Task goal >> All lines of the records below that contain the word "prelude" must be listed.

Excerpted data >>

· · · · · · ·

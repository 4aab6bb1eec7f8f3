//! # Logging Infrastructure
//!
//! File-based structured logging for the storefront client.
//!
//! ## Features
//!
//! - **File-based logging**: `logs/storefront.log` with daily rotation
//! - **Optional stderr mirror**: for running the headless binary interactively
//! - **Panic logging**: panics are recorded with location and message
//!
//! ## Usage
//!
//! ```rust,no_run
//! let _guard = storefront::debug::init();
//!
//! tracing::info!(
//!     endpoint = "/categories",
//!     duration_ms = 42,
//!     "API call completed"
//! );
//! ```
//!
//! ## Configuration
//!
//! Environment variables:
//! - `RUST_LOG`: Log level filter (default `storefront=info,warn`)
//! - `STOREFRONT_LOG_DIR`: Log directory (default `logs`)
//! - `STOREFRONT_LOG_STDERR`: Also log to stderr (1=on, 0=off)

pub mod config;
pub mod logger;

pub use config::LogConfig;
pub use logger::{init, init_with};
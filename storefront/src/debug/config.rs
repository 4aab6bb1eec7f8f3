//! Logging configuration from environment variables

use std::path::PathBuf;

pub const DEFAULT_LOG_LEVEL: &str = "storefront=info,warn";
pub const LOG_FILE_NAME: &str = "storefront.log";

/// Logging configuration
#[derive(Debug, Clone, PartialEq, Eq)]
pub struct LogConfig {
    /// Log directory (for rotation)
    pub log_dir: PathBuf,
    /// Log level filter (e.g., "storefront=debug,info")
    pub log_level: String,
    /// Mirror log lines to stderr
    pub log_to_stderr: bool,
}

impl Default for LogConfig {
    fn default() -> Self {
        Self {
            log_dir: PathBuf::from("logs"),
            log_level: DEFAULT_LOG_LEVEL.to_string(),
            log_to_stderr: false,
        }
    }
}

impl LogConfig {
    /// Load configuration from environment variables
    pub fn from_env() -> Self {
        Self::from_lookup(|key| std::env::var(key).ok())
    }

    pub fn from_lookup<F>(lookup: F) -> Self
    where
        F: Fn(&str) -> Option<String>,
    {
        Self {
            log_dir: lookup("STOREFRONT_LOG_DIR")
                .map(PathBuf::from)
                .unwrap_or_else(|| PathBuf::from("logs")),
            log_level: lookup("RUST_LOG").unwrap_or_else(|| DEFAULT_LOG_LEVEL.to_string()),
            log_to_stderr: lookup("STOREFRONT_LOG_STDERR")
                .map(|v| v == "1")
                .unwrap_or(false),
        }
    }

    /// Path of the current (un-rotated) log file name
    pub fn log_file(&self) -> PathBuf {
        self.log_dir.join(LOG_FILE_NAME)
    }
}
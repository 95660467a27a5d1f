//! Per-tick input snapshot.
//!
//! The snapshot is the whole input contract of the controller. Anything can
//! fill it (keyboard and mouse through [`crate::input::DesktopInputPlugin`],
//! a gamepad, an AI, a replay) from a system in
//! [`crate::CharacterControllerSet::Input`].

use bevy::prelude::*;

/// Input sampled for the current tick.
///
/// # Example
///
/// ```rust
/// use bevy::prelude::*;
/// use fps_wallrun_controller::prelude::*;
///
/// let mut input = InputSnapshot::default();
/// input.set_move(Vec2::new(1.0, 0.0)); // straight ahead
/// input.set_run(true);
/// assert!(input.is_moving());
///
/// input.set_move(Vec2::new(3.0, -2.0));
/// assert_eq!(input.move_axes, Vec2::new(1.0, -1.0));
/// ```
#[derive(Component, Reflect, Debug, Clone, Copy, PartialEq, Default)]
#[reflect(Component)]
pub struct InputSnapshot {
    /// Movement axes, each in `[-1, 1]`: `x` is forward, `y` is strafe right.
    pub move_axes: Vec2,
    /// Look delta in axis units: `x` turns right, `y` looks up.
    pub look_delta: Vec2,
    /// Jump was pressed this tick (press edge, not held state).
    pub jump_pressed: bool,
    /// Run key is held.
    pub run_held: bool,
}

impl InputSnapshot {
    pub fn new() -> Self {
        Self::default()
    }

    /// Set the movement axes, clamping each to `[-1, 1]`.
    pub fn set_move(&mut self, axes: Vec2) {
        self.move_axes = axes.clamp(Vec2::NEG_ONE, Vec2::ONE);
    }

    /// Set the look delta.
    pub fn set_look(&mut self, delta: Vec2) {
        self.look_delta = delta;
    }

    /// Set whether jump was pressed this tick.
    pub fn set_jump_pressed(&mut self, pressed: bool) {
        self.jump_pressed = pressed;
    }

    /// Set whether run is held.
    pub fn set_run(&mut self, held: bool) {
        self.run_held = held;
    }

    /// Check if there is active movement input.
    pub fn is_moving(&self) -> bool {
        self.move_axes.length_squared() > 1e-6
    }

    /// Reset everything to neutral.
    pub fn clear(&mut self) {
        *self = Self::default();
    }
}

· · · · · · ·

Answer box >>
use bevy::prelude::*;
/// use bevy::prelude::*;
/// use fps_wallrun_controller::prelude::*;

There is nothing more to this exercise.